The Burnside rules were a set of rules that transformed Canadian football from a rugby-style game to the gridiron-style game it has remained ever since. The rules were first adopted by the Ontario Rugby Football Union in 1903, and were named after John Thrift Meldrum Burnside, captain of the University of Toronto football team (although he did not originate them). The Burnside rules introduced sweeping changes to the way football was played.

The rules included:
- a reduction from 15 to 12 players per side
- a reduction from 8 to 6 men allowed on the line of scrimmage when the ball was put into play
- the "snap-back" system in which the ball was passed backward from a static line of scrimmage by the centre
- a requirement for a team to make ten yards in three successive downs or lose possession of the ball

Although similar, Burnside rules had many differences and evolved separately from the American football rules already in place at the time. The American code had been developed by Walter Camp in the 1880s (later on, it made some modifications to its rules). Although these rules are standard today, at the time they were considered radical. Other teams outside the Ontario Rugby Football Union refused to adopt them until 1921. For the 1906 season they did adopt the Inter-Collegiate rules of 10 yards to gain in 3 downs.

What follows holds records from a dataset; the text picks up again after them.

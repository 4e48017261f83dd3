use crate::db::models::alert_models::{Alert, AlertQuery};
use crate::db::store::{AlertStore, GuardStore, SiteStore};
use crate::error::Error;
use crate::messaging::PatrolEvents;
use crate::notification::{AlertContext, AlertDispatcher};
use crate::security::Actor;
use anyhow::Result;
use chrono::Utc;
use log::{info, warn};
use std::sync::Arc;
use uuid::Uuid;

/// Stores alerts, announces them on the bus and hands them to the dispatcher
pub struct AlertService {
    alerts_repo: Arc<dyn AlertStore>,
    sites_repo: Arc<dyn SiteStore>,
    guards_repo: Arc<dyn GuardStore>,
    events: PatrolEvents,
    dispatcher: Arc<AlertDispatcher>,
}

impl AlertService {
    pub fn new(
        alerts_repo: Arc<dyn AlertStore>,
        sites_repo: Arc<dyn SiteStore>,
        guards_repo: Arc<dyn GuardStore>,
        events: PatrolEvents,
        dispatcher: Arc<AlertDispatcher>,
    ) -> Self {
        Self {
            alerts_repo,
            sites_repo,
            guards_repo,
            events,
            dispatcher,
        }
    }

    /// Persist a detected alert, publish `alert.raised` and dispatch it in
    /// the background. Only the write can fail the call.
    pub async fn raise(&self, alert: Alert) -> Result<Alert> {
        let alert = self.alerts_repo.create(&alert).await?;
        info!(
            "Raised {} alert {} ({}) at site {}",
            alert.severity, alert.id, alert.message, alert.site_id
        );

        if let Err(e) = self.events.alert_raised(&alert).await {
            warn!("Failed to publish alert raised event: {}", e);
        }

        if alert.severity.requires_dispatch() {
            let context = self.context_for(&alert).await;
            let dispatcher = self.dispatcher.clone();
            let pending = alert.clone();
            tokio::spawn(async move {
                dispatcher.dispatch(&pending, &context).await;
            });
        }

        Ok(alert)
    }

    /// Acknowledge an alert. Acknowledging twice keeps the first stamp.
    pub async fn acknowledge(&self, alert_id: Uuid, actor: &Actor) -> Result<Alert> {
        actor.ensure_elevated()?;

        let alert = self
            .alerts_repo
            .get_by_id(&alert_id)
            .await?
            .ok_or_else(|| Error::NotFound(format!("Alert {} not found", alert_id)))?;
        actor.ensure_site(alert.site_id)?;

        if alert.acknowledged {
            return Ok(alert);
        }

        let alert = self
            .alerts_repo
            .acknowledge(&alert_id, &actor.user_id, Utc::now())
            .await?
            .ok_or_else(|| Error::NotFound(format!("Alert {} not found", alert_id)))?;

        info!("Alert {} acknowledged by {}", alert.id, actor.name);
        if let Err(e) = self.events.alert_acknowledged(&alert).await {
            warn!("Failed to publish alert acknowledged event: {}", e);
        }

        Ok(alert)
    }

    /// Alerts visible to the caller, newest first
    pub async fn list(&self, query: &AlertQuery, actor: &Actor) -> Result<Vec<Alert>> {
        actor.ensure_elevated()?;
        if let Some(site_id) = query.site_id {
            actor.ensure_site(site_id)?;
        }

        self.alerts_repo.list(query, actor.site_filter()).await
    }

    /// Display names for the notification. Lookup failures fall back to ids.
    async fn context_for(&self, alert: &Alert) -> AlertContext {
        let site_name = match self.sites_repo.get_by_id(&alert.site_id).await {
            Ok(Some(site)) => site.name,
            Ok(None) => alert.site_id.to_string(),
            Err(e) => {
                warn!("Failed to load site for alert {}: {}", alert.id, e);
                alert.site_id.to_string()
            }
        };

        let guard_name = match alert.guard_id {
            Some(guard_id) => match self.guards_repo.get_by_id(&guard_id).await {
                Ok(Some(guard)) => Some(guard.name),
                Ok(None) => Some(guard_id.to_string()),
                Err(e) => {
                    warn!("Failed to load guard for alert {}: {}", alert.id, e);
                    Some(guard_id.to_string())
                }
            },
            None => None,
        };

        AlertContext {
            site_name,
            guard_name,
        }
    }
}

#[cfg(test)]
mod tests {
    use super::*;
    use crate::db::models::alert_models::{AlertSeverity, AlertType};
    use crate::messaging::EventType;
    use crate::services::testing::{admin, guard_actor, settle, Harness};
    use std::sync::atomic::Ordering;
    use std::time::Duration;

    #[tokio::test]
    async fn notification_failure_keeps_the_alert() {
        let h = Harness::build();
        let site = h.store.add_site("Harbor Warehouse", 40.7128, -74.0060, None);
        let guard = h.store.add_guard("R. Diaz", Some(site.id));
        h.channel.fail.store(true, Ordering::SeqCst);
        let mut raised = h.listen(EventType::AlertRaised).await;

        let alert = h
            .services
            .alerts
            .raise(Alert::new(
                AlertType::Panic,
                AlertSeverity::Critical,
                site.id,
                Some(guard.id),
                "Panic triggered by R. Diaz",
            ))
            .await
            .unwrap();
        settle().await;

        let stored = h.store.alerts.lock().unwrap().clone();
        assert_eq!(stored.len(), 1);
        assert_eq!(stored[0].id, alert.id);

        // One attempt, carrying display names rather than ids
        let sent = h.channel.sent.lock().unwrap().clone();
        assert_eq!(sent.len(), 1);
        assert_eq!(sent[0].site_name, "Harbor Warehouse");
        assert_eq!(sent[0].guard_name.as_deref(), Some("R. Diaz"));

        let event = tokio::time::timeout(Duration::from_secs(1), raised.recv())
            .await
            .unwrap()
            .unwrap();
        assert_eq!(event.source_id, Some(alert.id));
    }

    #[tokio::test]
    async fn low_severity_is_stored_without_dispatch() {
        let h = Harness::build();
        let site = h.store.add_site("Harbor Warehouse", 40.7128, -74.0060, None);

        h.services
            .alerts
            .raise(Alert::new(
                AlertType::CheckpointDueSoon,
                AlertSeverity::Low,
                site.id,
                None,
                "Checkpoint Gate is due in 60 seconds",
            ))
            .await
            .unwrap();
        settle().await;

        assert_eq!(h.store.alerts.lock().unwrap().len(), 1);
        assert!(h.channel.sent.lock().unwrap().is_empty());
    }

    #[tokio::test]
    async fn first_acknowledgement_wins() {
        let h = Harness::build();
        let site = h.store.add_site("Harbor Warehouse", 40.7128, -74.0060, None);
        let alert = h
            .services
            .alerts
            .raise(Alert::new(
                AlertType::GeofenceExit,
                AlertSeverity::Medium,
                site.id,
                None,
                "Guard left the Harbor Warehouse geofence",
            ))
            .await
            .unwrap();

        let first = admin();
        let acked = h.services.alerts.acknowledge(alert.id, &first).await.unwrap();
        let again = h.services.alerts.acknowledge(alert.id, &admin()).await.unwrap();

        assert!(acked.acknowledged);
        assert_eq!(again.acknowledged_by, Some(first.user_id));
        assert_eq!(again.acknowledged_at, acked.acknowledged_at);
    }

    #[tokio::test]
    async fn guards_cannot_list_alerts() {
        let h = Harness::build();
        let err = h
            .services
            .alerts
            .list(&AlertQuery::default(), &guard_actor(Uuid::new_v4()))
            .await
            .unwrap_err();
        assert!(matches!(
            err.downcast_ref::<Error>(),
            Some(Error::Authorization(_))
        ));
    }
}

The Alberta Union's playing rules were drawn up by the Reverend Robert 'Bob' Pearson, during World War I; the Alberta Union rules were heavily influenced by the Burnside rules, which Pearson had known as a player. In late 1920, these rules were agreed to by the other Western Canadian football unions. The Canadian Rugby Union Rules Committee had been seeking to standardize its rules under its former president W. A. Hewitt, and proposed a very similar version of the new Alberta Union rules in April 1921. The CRU's proposed regulations were approved to be used in 1921 in Canadian football.